In this small country church, there was a man, “brother Jones,” who would respond to the invitation and asked to be baptized at every gospel meeting (revival). On this particular Sunday, the visiting minister had preached a stirring sermon and when he asked for responses to the invitation, brother Jones hurried to the front. Everyone knew what brother Jones wanted. As the visiting preacher began to announce brother Jones’ intentions, a voice from the back of the room called out, “Don’t do it preacher. He leaks!” Why did this person feel that he needed to be baptized every time the invitation was issued?

We have all known people who had every right to be happy and secure in their relationship with God. But instead they go through life downcast and, whether expressed or not, doubt that they will ever make it passed those pearly gates into heaven. They never say confidently, “Yes! I am saved!” “Yes! I am going to heaven!” Instead they use phrases like, “I hope so.” I think so.” “I’m doing the best I can.” Their words and their tone of voice betray their thinking that, “No matter how hard I try, I’m just not ever going to make it into heaven.”

Now there are a variety of reasons people feel this way but in many cases, somewhere in their past is “That One Sin.” It is some sin or incident in their past that continues to drag them down spiritually. Like a ship that is dragging its anchor or like a person trying to swim with weights on his ankles. No matter how hard that person swims, he is pulled under the water again and again. It is a weight that over time, becomes heavier and heavier and requires more and more of their time and energy until they are pulled under for the last time and drown.

Who has this problem? Ironically the people who probably need to worry the most, don’t. Those people who go out Saturday night drinking and sleep off their hangover on Sunday don’t have this problem. They are too busy enjoying their sin. The people who are burdened down with their past sins are:

1. Our most faithful members. The ones who are the hardest workers. The ones who never miss a service. They are trying so hard to be good faithful Christians but they never seem to be able to do enough to erase “That One Sin” from their past.

2. The ones who used to be faithful but have given up and gone away from the church. They tried so hard to be faithful but finally the struggle became to great and they just gave up. “That One Sin” finally got the best of them.

3. The ones who just plod along in their Christian lives. Like an old mule or oxen pulling a plow. They are just putting one foot in front of another. They are Christians but show none of the joy of Christ in their face or their lives. Their present lives are absent of joy because they dwell on “That One Sin” in their past. They would say, “Yes, I know I am good now but in the past I was so bad.”
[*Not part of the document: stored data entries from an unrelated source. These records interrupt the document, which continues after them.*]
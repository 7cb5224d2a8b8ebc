//! Graceful shutdown signal handling.

/// Wait for Ctrl+C or SIGTERM.
pub async fn shutdown_signal() {
    let ctrl_c = async {
        tokio::signal::ctrl_c()
            .await
            .expect("failed to install Ctrl+C handler");
    };

    #[cfg(unix)]
    let terminate = async {
        tokio::signal::unix::signal(tokio::signal::unix::SignalKind::terminate())
            .expect("failed to install SIGTERM handler")
            .recv()
            .await;
    };

    #[cfg(not(unix))]
    let terminate = std::future::pending::<()>();

    tokio::select! {
        _ = ctrl_c => {},
        _ = terminate => {},
    }

    tracing::info!("Shutdown signal received");
}
//! Client execution logic with reconnection support.

use std::time::Duration;

use super::error::ClientError;
use super::session::run_client_session;

const MAX_RECONNECT_ATTEMPTS: u32 = 5;
const RECONNECT_INTERVAL_SECS: u64 = 5;

/// Check if the client should exit immediately based on the error type.
///
/// Fatal errors (unknown room, invalid local input) cannot be fixed by
/// retrying the same connection.
pub fn should_exit_immediately(error: &ClientError) -> bool {
    matches!(
        error,
        ClientError::RoomNotFound(_)
            | ClientError::InvalidInput(_)
            | ClientError::InvalidTransition(_)
    )
}

/// Check if the client should attempt to reconnect.
///
/// # Arguments
///
/// * `error` - The client error that occurred
/// * `current_attempt` - The current reconnection attempt count (0-indexed)
/// * `max_attempts` - The maximum number of reconnection attempts allowed
pub fn should_attempt_reconnect(
    error: &ClientError,
    current_attempt: u32,
    max_attempts: u32,
) -> bool {
    if should_exit_immediately(error) {
        return false;
    }

    current_attempt < max_attempts
}

/// Run the WebSocket client with reconnection logic
pub async fn run_client(
    url: String,
    room_code: String,
    member_name: String,
) -> Result<(), ClientError> {
    let mut reconnect_count = 0;

    loop {
        tracing::info!(
            "Attempting to connect to {} (room '{}', name '{}', attempt {}/{})",
            url,
            room_code,
            member_name,
            reconnect_count + 1,
            MAX_RECONNECT_ATTEMPTS
        );

        match run_client_session(&url, &room_code, &member_name).await {
            Ok(_) => {
                tracing::info!("Client session ended normally");
                break;
            }
            Err(e) => {
                if should_exit_immediately(&e) {
                    tracing::error!("{}", e);
                    return Err(e);
                }

                tracing::warn!("Connection lost: {}", e);
                reconnect_count += 1;

                if !should_attempt_reconnect(&e, reconnect_count, MAX_RECONNECT_ATTEMPTS) {
                    tracing::error!(
                        "Failed to reconnect after {} attempts. Exiting.",
                        MAX_RECONNECT_ATTEMPTS
                    );
                    return Err(e);
                }

                tracing::info!(
                    "Reconnecting in {} seconds... (attempt {}/{})",
                    RECONNECT_INTERVAL_SECS,
                    reconnect_count + 1,
                    MAX_RECONNECT_ATTEMPTS
                );

                tokio::time::sleep(Duration::from_secs(RECONNECT_INTERVAL_SECS)).await;
            }
        }
    }

    Ok(())
}

#[cfg(test)]
mod tests {
    use super::*;

    #[test]
    fn test_should_exit_immediately_with_room_not_found() {
        // テスト項目: RoomNotFound は即座に終了すべきと判定される
        // given (前提条件):
        let error = ClientError::RoomNotFound("abc1".to_string());

        // when (操作):
        let result = should_exit_immediately(&error);

        // then (期待する結果):
        assert!(result);
    }

    #[test]
    fn test_should_exit_immediately_with_invalid_input() {
        // テスト項目: InvalidInput は即座に終了すべきと判定される
        // given (前提条件):
        let error = ClientError::InvalidInput("room code must not be empty".to_string());

        // when (操作):
        let result = should_exit_immediately(&error);

        // then (期待する結果):
        assert!(result);
    }

    #[test]
    fn test_should_not_exit_immediately_with_connection_error() {
        // テスト項目: ConnectionError は即時終了の対象ではない
        // given (前提条件):
        let error = ClientError::ConnectionError("connection lost".to_string());

        // when (操作):
        let result = should_exit_immediately(&error);

        // then (期待する結果):
        assert!(!result);
    }

    #[test]
    fn test_should_attempt_reconnect_with_remaining_attempts() {
        // テスト項目: 試行回数が残っていれば再接続する
        // given (前提条件):
        let error = ClientError::ConnectionError("connection lost".to_string());

        // when (操作):
        let result = should_attempt_reconnect(&error, 2, 5);

        // then (期待する結果):
        assert!(result);
    }

    #[test]
    fn test_should_not_attempt_reconnect_when_attempts_exhausted() {
        // テスト項目: 試行回数を使い切ったら再接続しない
        // given (前提条件):
        let error = ClientError::ConnectionError("connection lost".to_string());

        // when (操作):
        let result = should_attempt_reconnect(&error, 5, 5);

        // then (期待する結果):
        assert!(!result);
    }

    #[test]
    fn test_should_not_attempt_reconnect_for_fatal_error() {
        // テスト項目: 致命的エラーでは試行回数に関わらず再接続しない
        // given (前提条件):
        let error = ClientError::RoomNotFound("abc1".to_string());

        // when (操作):
        let result = should_attempt_reconnect(&error, 0, 5);

        // then (期待する結果):
        assert!(!result);
    }
}
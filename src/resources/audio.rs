//! Audio transcription API.
//!
//! Requests are multipart forms rather than JSON, so this resource does not
//! go through [`Endpoint`](crate::client::Endpoint).

use reqwest::multipart::{Form, Part};
use serde::{Deserialize, Serialize};

use crate::client::{ClientError, MistralClient};
use crate::model::UsageInfo;
use crate::stream::ChunkStream;

const TRANSCRIPTIONS_PATH: &str = "/v1/audio/transcriptions";

/// Handle for `/v1/audio`, obtained from [`MistralClient::audio`].
#[derive(Debug, Clone, Copy)]
pub struct Audio<'a> {
    client: &'a MistralClient,
}

impl<'a> Audio<'a> {
    pub(crate) fn new(client: &'a MistralClient) -> Self {
        Self { client }
    }

    /// Transcribe audio and wait for the full text.
    pub async fn transcribe(
        &self,
        request: TranscriptionRequest,
    ) -> Result<TranscriptionResponse, ClientError> {
        let form = request.into_form(false)?;
        self.client.send_multipart(TRANSCRIPTIONS_PATH, form).await
    }

    /// Transcribe audio, streaming text as it is recognised.
    pub async fn transcribe_stream(
        &self,
        request: TranscriptionRequest,
    ) -> Result<ChunkStream<TranscriptionEvent>, ClientError> {
        let form = request.into_form(true)?;
        self.client.send_multipart_stream(TRANSCRIPTIONS_PATH, form).await
    }
}

/// Where the audio to transcribe comes from.
#[derive(Debug, Clone)]
pub enum AudioSource {
    /// Upload the bytes with the request.
    File { file_name: String, bytes: Vec<u8> },
    /// Public URL the service downloads.
    Url(String),
    /// A file previously uploaded to the files API.
    FileId(String),
}

#[derive(Debug, Copy, Clone, Serialize, Deserialize, PartialEq, Eq)]
#[serde(rename_all = "lowercase")]
pub enum TimestampGranularity {
    Segment,
}

impl TimestampGranularity {
    fn as_str(self) -> &'static str {
        match self {
            TimestampGranularity::Segment => "segment",
        }
    }
}

#[derive(Debug, Clone)]
pub struct TranscriptionRequest {
    pub model: String,
    pub source: Option<AudioSource>,
    /// ISO-639-1 code; improves accuracy when known
    pub language: Option<String>,
    pub temperature: Option<f32>,
    pub timestamp_granularities: Vec<TimestampGranularity>,
}

impl TranscriptionRequest {
    pub fn new(model: impl Into<String>) -> Self {
        Self {
            model: model.into(),
            source: None,
            language: None,
            temperature: None,
            timestamp_granularities: Vec::new(),
        }
    }

    pub fn with_file(mut self, file_name: impl Into<String>, bytes: Vec<u8>) -> Self {
        self.source = Some(AudioSource::File {
            file_name: file_name.into(),
            bytes,
        });
        self
    }

    pub fn with_file_url(mut self, url: impl Into<String>) -> Self {
        self.source = Some(AudioSource::Url(url.into()));
        self
    }

    pub fn with_file_id(mut self, file_id: impl Into<String>) -> Self {
        self.source = Some(AudioSource::FileId(file_id.into()));
        self
    }

    pub fn with_language(mut self, language: impl Into<String>) -> Self {
        self.language = Some(language.into());
        self
    }

    pub fn with_temperature(mut self, temperature: f32) -> Self {
        self.temperature = Some(temperature);
        self
    }

    pub fn with_timestamp_granularity(mut self, granularity: TimestampGranularity) -> Self {
        self.timestamp_granularities.push(granularity);
        self
    }

    /// Text fields of the form, in the order they are sent.
    fn text_fields(&self, stream: bool) -> Vec<(&'static str, String)> {
        let mut fields = vec![("model", self.model.clone())];

        match &self.source {
            Some(AudioSource::Url(url)) => fields.push(("file_url", url.clone())),
            Some(AudioSource::FileId(id)) => fields.push(("file_id", id.clone())),
            Some(AudioSource::File { .. }) | None => {}
        }
        if let Some(language) = &self.language {
            fields.push(("language", language.clone()));
        }
        if let Some(temperature) = self.temperature {
            fields.push(("temperature", temperature.to_string()));
        }
        for granularity in &self.timestamp_granularities {
            fields.push(("timestamp_granularities", granularity.as_str().to_string()));
        }
        if stream {
            fields.push(("stream", "true".to_string()));
        }

        fields
    }

    fn into_form(self, stream: bool) -> Result<Form, ClientError> {
        if self.source.is_none() {
            return Err(ClientError::Config(
                "transcription requires a file, file URL or file id".to_string(),
            ));
        }

        let mut form = self
            .text_fields(stream)
            .into_iter()
            .fold(Form::new(), |form, (name, value)| form.text(name, value));

        if let Some(AudioSource::File { file_name, bytes }) = self.source {
            form = form.part("file", Part::bytes(bytes).file_name(file_name));
        }

        Ok(form)
    }
}

#[derive(Debug, Clone, Deserialize, PartialEq)]
pub struct TranscriptionSegment {
    pub text: String,
    pub start: f64,
    pub end: f64,
}

#[derive(Debug, Clone, Deserialize)]
pub struct TranscriptionResponse {
    pub model: String,
    pub text: String,
    pub language: Option<String>,
    #[serde(default)]
    pub segments: Vec<TranscriptionSegment>,
    #[serde(default)]
    pub usage: UsageInfo,
}

/// One event of a streamed transcription.
#[derive(Debug, Clone, Deserialize, PartialEq)]
#[serde(tag = "type")]
pub enum TranscriptionEvent {
    #[serde(rename = "transcription.language")]
    Language { audio_language: String },
    #[serde(rename = "transcription.segment")]
    Segment {
        text: String,
        start: f64,
        end: f64,
    },
    #[serde(rename = "transcription.text.delta")]
    TextDelta { text: String },
    #[serde(rename = "transcription.done")]
    Done {
        model: String,
        text: String,
        language: Option<String>,
        #[serde(default)]
        segments: Vec<TranscriptionSegment>,
        #[serde(default)]
        usage: UsageInfo,
    },
    #[serde(other)]
    Unknown,
}

#[cfg(test)]
mod tests {
    use super::*;
    use serde_json::json;

    #[test]
    fn test_requires_source() {
        let err = TranscriptionRequest::new("voxtral-mini-latest").into_form(false).unwrap_err();
        assert!(matches!(err, ClientError::Config(_)));
    }

    #[test]
    fn test_text_fields() {
        let request = TranscriptionRequest::new("voxtral-mini-latest")
            .with_file_url("https://example.com/call.mp3")
            .with_language("en")
            .with_timestamp_granularity(TimestampGranularity::Segment);

        assert_eq!(
            request.text_fields(true),
            vec![
                ("model", "voxtral-mini-latest".to_string()),
                ("file_url", "https://example.com/call.mp3".to_string()),
                ("language", "en".to_string()),
                ("timestamp_granularities", "segment".to_string()),
                ("stream", "true".to_string()),
            ]
        );
    }

    #[test]
    fn test_uploaded_file_is_not_a_text_field() {
        let request =
            TranscriptionRequest::new("voxtral-mini-latest").with_file("a.wav", vec![0, 1, 2]);
        assert_eq!(
            request.text_fields(false),
            vec![("model", "voxtral-mini-latest".to_string())]
        );
        assert!(request.into_form(false).is_ok());
    }

    #[test]
    fn test_stream_events() {
        let events: Vec<TranscriptionEvent> = serde_json::from_value(json!([
            {"type": "transcription.language", "audio_language": "en"},
            {"type": "transcription.text.delta", "text": "Hello"},
            {"type": "transcription.segment", "text": "Hello", "start": 0.0, "end": 0.8},
            {"type": "transcription.done", "model": "voxtral-mini-latest", "text": "Hello",
             "language": "en", "usage": {"prompt_audio_seconds": 1.5}},
            {"type": "transcription.partial"}
        ]))
        .unwrap();

        assert_eq!(events[0], TranscriptionEvent::Language { audio_language: "en".to_string() });
        assert_eq!(events[1], TranscriptionEvent::TextDelta { text: "Hello".to_string() });
        assert!(matches!(
            &events[3],
            TranscriptionEvent::Done { usage, .. } if usage.prompt_audio_seconds == Some(1.5)
        ));
        assert_eq!(events[4], TranscriptionEvent::Unknown);
    }
}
ILLUS: A chaplain at a state mental hospital tells of a patient at the state hospital who had an encounter with another girl in her dorm room at college. The patient had been a student at a Christian college. She had not gone home for Christmas because of her job. A few other girls also did not go home. To conserve energy, the college moved all the girls into rooms clustered at one part of the dorm. This young woman was sharing her room with another young woman. One cold winter night, the heat went out and they huddled together in one bed to keep warm. During the night they engaged in activities that both knew were wrong. As the years went by, that one incident began to weigh so heavily on this young woman’s mind and conscience that she was driven to the point of insanity. “That One Sin” had destroyed an otherwise wonderful Christian life.

People with the “That One Sin” syndrome tend to spend a great deal of time analyzing and scrutinizing “That One Sin” and their role in it. And they always see themselves as totally guilty. The sin that weighs so heavily on their souls could be something they did. It could be something they did not do. It might even be something that happened to them and someone else had convinced them that it was their fault that this bad thing happened to them.

This happens many times with victims of abuse such as spousal abuse, incest or rape. In their guilt and shame, they walk around with an invisible “Scarlet Letter” hung around their neck. We can’t see it but they can. It is a big red “G.” Guilty, guilty, guilty.